THANKS bear  :thumbsup:


----------



## slotking (May 27, 2008)

2 types of screws we may be talking about

aurora(like) and fray type that counter sink into counter sunk guide pin holes


----------



## partspig (Mar 12, 2003)

You may be, I wasn't! There is no Fray here in my cave!


----------



## wheelszk (Jul 8, 2006)

partspig said:


> You may be, I wasn't! There is no Fray here in my cave!





You don't know what you are missing.


----------



## slotking (May 27, 2008)

the org question


> what is used when drilling out posts on tjets or other bodies to be mounted with screws???
> 
> please help


so why there are 2 type of screws 1 may be looking for

:wave:


----------



## Bill Hall (Jan 6, 2007)

Not two of the same, but two entirely different things.

First you need a hole, I like to use a drill in a pin vise for pinpoint acuracy and some tape to mark depth; but other guys will come on here with 87 different methods of how to yoke a brush-hog or flamethrower to your dremel and potentially speed up the process of ruining a screw post, rather than use the correct tools. Those would be patience and the pinvise.

THEN, and only then can you use the cutter screw. The SECRET is having enough clearance for the screw to do it's job without blowing the post apart. duh.

I can count the number of screw post repairs I've done, but let's just say that it's more than my fair share. Some of which were my own foolishment; but 100% of the failures in original t-jet screw posts are caused by shrinkage of the screw hole due to aging...and then indiscrimminantly pounding a screw into them.

So the lesson is always approach aged, unknown, or repaired posts carefully AND also verify that you have the correct clearance when you drill and set up a freshy.

Remember that resin bods are an entirely different onion and you dont have the aggrevated shrinkage like styrene.
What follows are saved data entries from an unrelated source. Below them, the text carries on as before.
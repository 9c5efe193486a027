//! Question corpus
//!
//! Loaded once and validated up front, so picking a question never fails.

use rand::Rng;
use serde::{Deserialize, Serialize};

use crate::error::ConfigError;

/// Built-in idioms shipped with the game
const BUILTIN_QUESTIONS: &str = include_str!("../../assets/questions.json");

/// A Japanese prompt and the English sentence the player rebuilds
#[derive(Debug, Clone, PartialEq, Eq, Serialize, Deserialize)]
pub struct Question {
    pub prompt: String,
    /// Space-delimited words, at least one
    pub translation: String,
}

impl Question {
    pub fn new(prompt: impl Into<String>, translation: impl Into<String>) -> Self {
        Self {
            prompt: prompt.into(),
            translation: translation.into(),
        }
    }

    /// Words of the translation in order
    pub fn tokens(&self) -> impl Iterator<Item = &str> {
        self.translation.split_whitespace()
    }
}

/// Fixed, non-empty list of questions
#[derive(Debug, Clone)]
pub struct QuestionBank {
    questions: Vec<Question>,
}

impl QuestionBank {
    /// Validate and wrap a question list
    pub fn new(questions: Vec<Question>) -> Result<Self, ConfigError> {
        if questions.is_empty() {
            return Err(ConfigError::EmptyBank);
        }
        if let Some(index) = questions.iter().position(|q| q.tokens().next().is_none()) {
            return Err(ConfigError::EmptyTranslation { index });
        }
        Ok(Self { questions })
    }

    /// Parse `[{ "prompt": .., "translation": .. }]`
    pub fn from_json(json: &str) -> Result<Self, ConfigError> {
        let questions: Vec<Question> = serde_json::from_str(json)?;
        Self::new(questions)
    }

    /// The idioms compiled into the binary
    pub fn builtin() -> Result<Self, ConfigError> {
        Self::from_json(BUILTIN_QUESTIONS)
    }

    pub fn len(&self) -> usize {
        self.questions.len()
    }

    /// Always false for a constructed bank
    pub fn is_empty(&self) -> bool {
        self.questions.is_empty()
    }

    pub fn questions(&self) -> &[Question] {
        &self.questions
    }

    /// Uniform pick with replacement
    pub fn choose<R: Rng + ?Sized>(&self, rng: &mut R) -> &Question {
        &self.questions[rng.random_range(0..self.questions.len())]
    }
}

#[cfg(test)]
mod tests {
    use super::*;
    use rand::SeedableRng;
    use rand_pcg::Pcg32;

    #[test]
    fn test_builtin_bank_loads() {
        let bank = QuestionBank::builtin().unwrap();
        assert_eq!(bank.len(), 15);
        assert!(
            bank.questions()
                .iter()
                .any(|q| q.translation == "Once in a blue moon")
        );
    }

    #[test]
    fn test_empty_bank_rejected() {
        assert!(matches!(
            QuestionBank::new(Vec::new()),
            Err(ConfigError::EmptyBank)
        ));
        assert!(matches!(
            QuestionBank::from_json("[]"),
            Err(ConfigError::EmptyBank)
        ));
    }

    #[test]
    fn test_blank_translation_rejected_at_load() {
        let questions = vec![Question::new("a", "fine words"), Question::new("b", "   ")];
        assert!(matches!(
            QuestionBank::new(questions),
            Err(ConfigError::EmptyTranslation { index: 1 })
        ));
    }

    #[test]
    fn test_tokens_split_on_any_whitespace() {
        let q = Question::new("p", "  It's   on\tme ");
        assert_eq!(q.tokens().collect::<Vec<_>>(), vec!["It's", "on", "me"]);
    }

    #[test]
    fn test_choose_covers_every_question() {
        let bank = QuestionBank::new(vec![
            Question::new("1", "one"),
            Question::new("2", "two"),
            Question::new("3", "three"),
        ])
        .unwrap();
        let mut rng = Pcg32::seed_from_u64(7);
        let mut seen = [false; 3];
        for _ in 0..200 {
            let q = bank.choose(&mut rng);
            let idx = bank.questions().iter().position(|x| x == q).unwrap();
            seen[idx] = true;
        }
        assert_eq!(seen, [true; 3]);
    }
}
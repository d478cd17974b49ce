//! # Sockrelay - SOCKS5 Proxy Server
//!
//! Sockrelay is a small SOCKS5 (RFC 1928) proxy. It accepts clients on a
//! TCP listener, negotiates the "no authentication" method, serves CONNECT
//! requests to IPv4, IPv6 and domain-name targets, and relays bytes in both
//! directions until either side is done.
//!
//! ## Features
//!
//! - **CONNECT only**: BIND and UDP ASSOCIATE are answered with "command not supported"
//! - **Bounded relay**: one fixed buffer per direction, backpressure by construction
//! - **Half-close aware**: end-of-stream on one side is forwarded while the other keeps flowing
//! - **Timeouts**: handshake, per-candidate connect and relay idle timeouts
//! - **Graceful shutdown**: in-flight sessions get a grace period before being aborted
//!
//! ## Usage
//!
//! ```rust,ignore
//! use sockrelay::config::load_config;
//! use sockrelay::server::run_server;
//! use tokio::sync::broadcast;
//!
//! #[tokio::main]
//! async fn main() -> anyhow::Result<()> {
//!     let config = load_config("config.toml")?;
//!     let (shutdown_tx, shutdown_rx) = broadcast::channel(1);
//!
//!     run_server(config, shutdown_rx).await
//! }
//! ```
//!
//! ## Architecture
//!
//! Every accepted connection becomes a [`socks::Session`] running in its own
//! task. The session walks through method negotiation, request parsing,
//! upstream connection and the success reply before handing both sockets to
//! the relay.
//!
//! ```text
//! SOCKS5 Client -> Sockrelay -> Target
//! ```

#![warn(missing_docs)]
#![warn(rust_2018_idioms)]

pub mod config;
pub mod error;
pub mod server;
pub mod socks;
pub mod transport;

// Re-export commonly used items
pub use config::{load_config, Config};
pub use error::{ProxyError, SessionError, Socks5Error};
pub use server::{run_server, Server};

/// Version of the Sockrelay library
pub const VERSION: &str = env!("CARGO_PKG_VERSION");

/// Name of the application
pub const NAME: &str = env!("CARGO_PKG_NAME");

#[cfg(test)]
mod tests {
    use super::*;

    #[test]
    fn test_version() {
        assert!(!VERSION.is_empty());
    }

    #[test]
    fn test_name() {
        assert_eq!(NAME, "sockrelay");
    }
}
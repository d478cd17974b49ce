//! SOCKS5 module for Sockrelay
//!
//! This module implements the server side of SOCKS5 (RFC 1928) for the
//! CONNECT command: method negotiation, request parsing, upstream
//! connection, replies and the bidirectional relay.

mod codec;
mod connector;
mod consts;
mod handshake;
mod relay;
mod reply;
mod request;
mod session;
mod types;

pub use codec::{decode_address, encode_address, encode_bound_address};
pub use connector::{Upstream, UpstreamConnector};
pub use consts::*;
pub use handshake::{select_auth_method, send_method_reply, AuthMethod, MethodSelection};
pub use relay::{relay, Direction, RelayConfig, RelayStats};
pub use reply::Reply;
pub use request::ConnectRequest;
pub use session::{Phase, Session};
pub use types::{SocksCommand, TargetAddr};
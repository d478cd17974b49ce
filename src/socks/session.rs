//! SOCKS5 session
//!
//! One session per accepted client. The phases run as sequential awaits
//! inside a single future that owns both sockets, so nothing can outlive
//! the session or touch its buffers from elsewhere.

use super::connector::UpstreamConnector;
use super::consts::*;
use super::handshake::{send_method_reply, AuthMethod, MethodSelection};
use super::relay::{relay, RelayConfig, RelayStats};
use super::reply::Reply;
use super::request::ConnectRequest;
use super::types::TargetAddr;
use crate::config::SocksConfig;
use crate::error::{SessionError, Socks5Error};
use bytes::{BufMut, BytesMut};
use std::fmt;
use std::io;
use std::sync::Arc;
use std::time::Duration;
use tokio::io::{AsyncRead, AsyncReadExt, AsyncWrite, AsyncWriteExt};
use tokio::net::TcpStream;
use tracing::{debug, info, info_span, trace, warn, Instrument};

/// Session lifecycle. Phases only ever move forward.
#[derive(Debug, Clone, Copy, PartialEq, Eq, PartialOrd, Ord)]
pub enum Phase {
    /// Waiting for the method selection message
    Handshaking,
    /// Answering the method selection
    NegotiatingMethod,
    /// Waiting for the CONNECT request
    AwaitingRequest,
    /// Resolving the target name
    Resolving,
    /// Connecting to the target
    Connecting,
    /// Writing the success reply
    SendingReply,
    /// Forwarding bytes both ways
    Relaying,
    /// Terminal; both sockets released
    Closed,
}

impl Phase {
    fn advance(&mut self, next: Phase) {
        if next <= *self {
            debug!("Ignoring phase change {} -> {}", self, next);
            return;
        }
        trace!("{} -> {}", self, next);
        *self = next;
    }
}

impl fmt::Display for Phase {
    fn fmt(&self, f: &mut fmt::Formatter<'_>) -> fmt::Result {
        let name = match self {
            Phase::Handshaking => "handshaking",
            Phase::NegotiatingMethod => "negotiating-method",
            Phase::AwaitingRequest => "awaiting-request",
            Phase::Resolving => "resolving",
            Phase::Connecting => "connecting",
            Phase::SendingReply => "sending-reply",
            Phase::Relaying => "relaying",
            Phase::Closed => "closed",
        };
        write!(f, "{}", name)
    }
}

/// A single client connection moving through the SOCKS5 phases
#[derive(Debug)]
pub struct Session<S> {
    id: u64,
    phase: Phase,
    client: Option<S>,
    upstream: Option<TcpStream>,
    target: Option<TargetAddr>,
    config: SocksConfig,
    connector: Arc<UpstreamConnector>,
}

impl<S> Session<S>
where
    S: AsyncRead + AsyncWrite + Unpin + Send,
{
    /// Create a session for an accepted client connection
    pub fn new(
        id: u64,
        client: S,
        config: SocksConfig,
        connector: Arc<UpstreamConnector>,
    ) -> Self {
        Session {
            id,
            phase: Phase::Handshaking,
            client: Some(client),
            upstream: None,
            target: None,
            config,
            connector,
        }
    }

    /// Session identifier
    pub fn id(&self) -> u64 {
        self.id
    }

    /// Current phase
    pub fn phase(&self) -> Phase {
        self.phase
    }

    /// Requested target, once the request was parsed
    pub fn target(&self) -> Option<&TargetAddr> {
        self.target.as_ref()
    }

    /// Drive the session to completion, then release both sockets.
    ///
    /// Errors never leave the session other than through the return value;
    /// the outcome is logged here.
    pub async fn run(mut self) -> Result<RelayStats, SessionError> {
        let span = info_span!("session", id = self.id);

        async move {
            let result = self.drive().await;
            self.close().await;
            self.log_outcome(&result);
            result
        }
        .instrument(span)
        .await
    }

    /// Close whatever is still open. Calling it again does nothing.
    pub async fn close(&mut self) {
        if self.phase == Phase::Closed {
            return;
        }
        self.phase.advance(Phase::Closed);

        if let Some(mut upstream) = self.upstream.take() {
            if let Err(e) = upstream.shutdown().await {
                trace!("Upstream shutdown: {}", e);
            }
        }
        if let Some(mut client) = self.client.take() {
            if let Err(e) = client.shutdown().await {
                trace!("Client shutdown: {}", e);
            }
        }
    }

    async fn drive(&mut self) -> Result<RelayStats, SessionError> {
        let read_timeout = self.config.handshake_timeout();
        let client = self
            .client
            .as_mut()
            .ok_or_else(|| io::Error::from(io::ErrorKind::NotConnected))?;

        // Method selection
        let mut handshake_buf = BytesMut::with_capacity(MAX_HANDSHAKE_LEN);
        let (selection, used) = read_message(
            client,
            &mut handshake_buf,
            MAX_HANDSHAKE_LEN,
            read_timeout,
            "method selection",
            MethodSelection::decode,
        )
        .await?;
        // A client may send its request without waiting for our answer
        let early_request = handshake_buf.split_off(used);

        self.phase.advance(Phase::NegotiatingMethod);
        let method = selection.negotiate();
        send_method_reply(client, method).await?;
        if method == AuthMethod::NotAcceptable {
            return Err(Socks5Error::NoAcceptableMethod.into());
        }

        // Request
        self.phase.advance(Phase::AwaitingRequest);
        let mut request_buf = BytesMut::with_capacity(MAX_REQUEST_LEN);
        request_buf.extend_from_slice(&early_request);
        let request = match read_request(client, &mut request_buf, read_timeout).await {
            Ok(request) => request,
            Err(e) => {
                send_failure(client, &e).await;
                return Err(e);
            }
        };

        let target = self.target.insert(request.target);
        info!("CONNECT {}", target);

        // Upstream
        self.phase.advance(Phase::Resolving);
        let candidates = match self.connector.resolve(target).await {
            Ok(candidates) => candidates,
            Err(e) => {
                let e = SessionError::from(e);
                send_failure(client, &e).await;
                return Err(e);
            }
        };

        self.phase.advance(Phase::Connecting);
        let upstream = match self.connector.connect(&candidates).await {
            Ok(upstream) => upstream,
            Err(e) => {
                let e = SessionError::from(e);
                send_failure(client, &e).await;
                return Err(e);
            }
        };
        debug!(
            "Connected to {} from {}",
            upstream.peer_addr, upstream.local_addr
        );

        self.phase.advance(Phase::SendingReply);
        let upstream_stream = self.upstream.insert(upstream.stream);
        Reply::success(upstream.local_addr).send(client).await?;

        self.phase.advance(Phase::Relaying);
        let relay_config = RelayConfig {
            buffer_size: self.config.buffer_size,
            idle_timeout: self.config.relay_idle_timeout(),
        };
        let stats = relay(client, upstream_stream, relay_config).await?;
        Ok(stats)
    }

    fn log_outcome(&self, result: &Result<RelayStats, SessionError>) {
        let target = self
            .target
            .as_ref()
            .map(ToString::to_string)
            .unwrap_or_else(|| "-".to_string());

        match result {
            Ok(stats) => info!(
                "Session to {} closed: {} bytes up, {} bytes down",
                target, stats.client_to_upstream, stats.upstream_to_client
            ),
            Err(SessionError::Protocol(
                e @ (Socks5Error::NoAcceptableMethod | Socks5Error::UnexpectedEof(_)),
            )) => debug!("Session closed: {}", e),
            Err(SessionError::Protocol(e)) => warn!("Protocol error: {}", e),
            Err(SessionError::Connect(e)) => warn!("Upstream {} failed: {}", target, e),
            Err(SessionError::Io(e)) => debug!("Session I/O error: {}", e),
            Err(SessionError::Relay(e)) => debug!("Relay to {} ended: {}", target, e),
        }
    }
}

/// Read until `decode` yields a complete message.
///
/// At most `max_len` bytes are buffered, and every read is bounded by
/// `read_timeout`.
async fn read_message<S, T, F>(
    client: &mut S,
    buf: &mut BytesMut,
    max_len: usize,
    read_timeout: Duration,
    what: &'static str,
    decode: F,
) -> Result<(T, usize), SessionError>
where
    S: AsyncRead + Unpin,
    F: Fn(&[u8]) -> Result<Option<(T, usize)>, Socks5Error>,
{
    loop {
        if let Some(message) = decode(&buf[..])? {
            return Ok(message);
        }

        let room = max_len.saturating_sub(buf.len());
        if room == 0 {
            return Err(Socks5Error::MessageTooLong(max_len).into());
        }

        let mut window = (&mut *buf).limit(room);
        let n = tokio::time::timeout(read_timeout, client.read_buf(&mut window))
            .await
            .map_err(|_| Socks5Error::Timeout(what))??;
        if n == 0 {
            return Err(Socks5Error::UnexpectedEof(what).into());
        }
    }
}

async fn read_request<S>(
    client: &mut S,
    buf: &mut BytesMut,
    read_timeout: Duration,
) -> Result<ConnectRequest, SessionError>
where
    S: AsyncRead + Unpin,
{
    read_message(
        client,
        buf,
        MAX_REQUEST_LEN,
        read_timeout,
        "request",
        ConnectRequest::decode,
    )
    .await?;

    // Bytes past the request in the same read make it overlong
    Ok(ConnectRequest::parse(&buf[..])?)
}

/// Best effort; the session is ending either way
async fn send_failure<S>(client: &mut S, err: &SessionError)
where
    S: AsyncWrite + Unpin,
{
    if let Some(code) = err.reply_code() {
        if let Err(e) = Reply::failure(code).send(client).await {
            debug!("Failed to send {:?} reply: {}", code, e);
        }
    }
}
Although some resin mimics the feel of old school styrene; not all resin is the same. Some are more tolerant to a screwing than others. Obviously the harder and less pliant the resin is, the more clearance and acuracy you'll need. I find that the harder resins will accept a fine thread machine screw very nicely providing the hole is correctly prepared to accept it.

It's a heck of a lot easier to drool a little goop or some extra resin into and overbored screw hole than it is to repair a grenaded or snapped post. Even in the worst case scenario one can use an internally threaded insert with the matched screw as a get out of jail card.


----------



## NTxSlotCars (May 27, 2008)

I use a vise and a drill press. I saw somewhere where someone was using a CNC machine.


----------



## partspig (Mar 12, 2003)

sukafish said:


> what is used when drilling out posts on tjets or other bodies to be mounted with screws???


The question was about drilling, not the type of screws. I still would use a drill and pin vise. Geez .........


----------



## partspig (Mar 12, 2003)

wheelszk said:


> You don't know what you are missing.


Yes I do Wheelszk. Been there done that, both magnet and fray cars. It is not any fun for me, just expensive as all heck! And I am in this hobby to have fun. Besides, those Fray cars are NOT t-jets. JMHO


----------



## slotking (May 27, 2008)

> Yes I do Wheelszk. Been there done that, both magnet and fray cars. It is not any fun for me, just expensive as all heck! And I am in this hobby to have fun. Besides, those Fray cars are NOT t-jets.


I do race the fray car, but i agree with PP
They have taken the t-jet and made it into a slow magnet car.

But I still like racing the them, but also why I love the Greenbrier thunderjet challenge cars! they are more like when we were kids


----------